As a new generation of electrochemiluminescence (ECL) technology, the electrochemical stripping chemiluminescence (ESCL), which combines the advantages of chemiluminescence and stripping voltammetry, has attracted increasing attention in the biosensor field. Here, Ag nanoclusters (NCs) were prepared using DNA double strands as a template and explored to construct an ESCL aptamer sensor (aptasensor) for the detection of a carcinoembryonic antigen (CEA). During the detection process, Ag NCs and the Ag⁺ cations stripped out from Ag NCs were found to respectively catalyze the electrochemical reduction and oxidation of H₂O₂, accelerating the decomposition of H₂O₂ to generate reactive oxygen species (ROSs) and thus effectively enhancing the ECL intensity of luminol. Coupled with the exonuclease I-assisted recycling amplification technology, the developed ESCL aptasensor enabled the sensitive detection of CEA, exhibiting a broad linear response from 100 ag/mL to 10 ng/mL with a low detection limit of 38.86 ag/mL (S/N = 3). In addition, the aptasensor showed good performance in the determination of CEA in human serum with a relative standard deviation (RSD) below 5 %. This work provides an effective method for constructing simple, fast, and sensitive biosensors.

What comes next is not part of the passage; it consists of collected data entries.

//! Container runtime capability consumed by the harness
//!
//! The harness never talks to a daemon directly; it goes through
//! [`ContainerRuntime`]. [`docker::DockerRuntime`] is the production
//! implementation, tests plug in an in-memory fake.

pub mod docker;

use std::collections::HashMap;
use std::path::PathBuf;

use async_trait::async_trait;
use thiserror::Error;

/// Errors reported by a container runtime
#[derive(Error, Debug)]
pub enum RuntimeError {
    #[error("docker api error: {0}")]
    Docker(#[from] bollard::errors::Error),

    #[error("no such container: {0}")]
    NoSuchContainer(String),

    #[error("image build failed: {0}")]
    Build(String),

    #[error("failed to package build context {}: {source}", .path.display())]
    BuildContext {
        path: PathBuf,
        #[source]
        source: std::io::Error,
    },

    #[error("runtime rejected request: {0}")]
    Rejected(String),

    #[error("{0}")]
    Other(String),
}

/// A network shared between the instances of one test.
///
/// Instances hold a copy of this reference but never remove the network.
#[derive(Debug, Clone, PartialEq, Eq)]
pub struct NetworkRef {
    pub id: String,
    pub name: String,
}

/// Where and how to build the server image
#[derive(Debug, Clone)]
pub struct BuildSpec {
    /// Directory sent to the daemon as build context
    pub context_dir: PathBuf,
    /// Dockerfile path relative to the context
    pub dockerfile: String,
    /// Tag given to the resulting image
    pub tag: String,
}

/// Restart behaviour requested for the container
#[derive(Debug, Clone, Copy, PartialEq, Eq, Default)]
pub enum RestartPolicy {
    No,
    Always,
    #[default]
    UnlessStopped,
    OnFailure,
}

/// Everything needed to create and start one container
#[derive(Debug, Clone)]
pub struct ContainerSpec {
    /// Container name, also used as hostname
    pub name: String,
    pub image: String,
    /// Ports exposed and published on random host ports, e.g. `8080/tcp`
    pub exposed_ports: Vec<String>,
    pub network: NetworkRef,
    pub entrypoint: Vec<String>,
    /// `KEY=VALUE` entries
    pub env: Vec<String>,
    pub restart_policy: RestartPolicy,
    /// Extra kernel capabilities, e.g. `NET_ADMIN`
    pub cap_add: Vec<String>,
    pub sysctls: HashMap<String, String>,
}

/// Snapshot of a started container, taken right after start
#[derive(Debug, Clone, Default)]
pub struct ContainerInfo {
    pub id: String,
    pub name: String,
    /// Network name -> IP address inside that network
    pub ip_addresses: HashMap<String, String>,
    /// Container port (`8080/tcp`) -> host port
    pub host_ports: HashMap<String, String>,
}

impl ContainerInfo {
    /// IP address in `network`, empty if the container is not attached.
    pub fn ip_in_network(&self, network: &NetworkRef) -> &str {
        self.ip_addresses
            .get(&network.name)
            .map(String::as_str)
            .unwrap_or_default()
    }

    /// Host port bound to `port_proto`, empty if not published.
    pub fn host_port(&self, port_proto: &str) -> &str {
        self.host_ports
            .get(port_proto)
            .map(String::as_str)
            .unwrap_or_default()
    }
}

/// Raw result of running a command inside a container
#[derive(Debug, Clone, Default, PartialEq, Eq)]
pub struct ExecOutput {
    pub stdout: Vec<u8>,
    pub stderr: Vec<u8>,
    pub exit_code: i64,
}

/// Operations the harness needs from a container runtime.
///
/// Implementations must be safe to share between concurrently created
/// instances; the harness adds no locking of its own. `remove_container_by_name`,
/// `exec` and `purge` may be retried by callers, `build_image` and
/// `run_container` are not assumed idempotent.
#[async_trait]
pub trait ContainerRuntime: Send + Sync {
    /// Build an image from `spec.context_dir`, returning the image reference.
    async fn build_image(&self, spec: &BuildSpec) -> Result<String, RuntimeError>;

    /// Force-remove a container by name. A missing container is not an error.
    async fn remove_container_by_name(&self, name: &str) -> Result<(), RuntimeError>;

    /// Create and start a container, returning its addresses and port bindings.
    ///
    /// A container that was created but failed to start is removed again.
    async fn run_container(&self, spec: &ContainerSpec) -> Result<ContainerInfo, RuntimeError>;

    /// Run `argv` inside a running container and wait for it to exit.
    async fn exec(&self, container_id: &str, argv: &[String]) -> Result<ExecOutput, RuntimeError>;

    /// Extract `archive` into the existing directory `dest_dir`.
    ///
    /// Existing files with the same name are overwritten; replacing a
    /// directory with a file is refused.
    async fn upload_archive(
        &self,
        container_id: &str,
        dest_dir: &str,
        archive: Vec<u8>,
    ) -> Result<(), RuntimeError>;

    /// Force-remove the container together with its anonymous volumes.
    async fn purge(&self, container_id: &str) -> Result<(), RuntimeError>;

    /// Create a user-defined network for a test.
    async fn create_network(&self, name: &str) -> Result<NetworkRef, RuntimeError>;

    async fn remove_network(&self, network: &NetworkRef) -> Result<(), RuntimeError>;
}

作为新一代电化学发光（ECL）技术，结合化学发光和溶出伏安法优点的电化学溶出化学发光（ESCL）在生物传感器领域越来越受到关注。在这里，以DNA双链为模板制备Ag纳米簇（NCs），并探索构建用于检测癌胚抗原（CEA）的ESCL适体传感器（aptasensor）。在检测过程中，发现Ag NCs和从Ag NCs中剥离出来的Ag ⁺阳离子分别催化H 2 O 2 的电化学还原和氧化_，加速_了H ₂ O _{2的分解。}产生活性氧（ROS），从而有效提高鲁米诺的 ECL 强度。结合核酸外切酶 I 辅助循环扩增技术，开发的 ESCL 适体传感器实现了对 CEA 的灵敏检测，在 100 ag/mL 至 10 ng/mL 范围内表现出宽广的线性响应，检测限低至 38.86 ag/mL (S/ N = 3)。此外，该适体传感器在人血清中CEA的测定中表现出良好的性能，相对标准偏差（RSD）低于5%。这项工作为构建简单、快速、灵敏的生物传感器提供了一种有效的方法。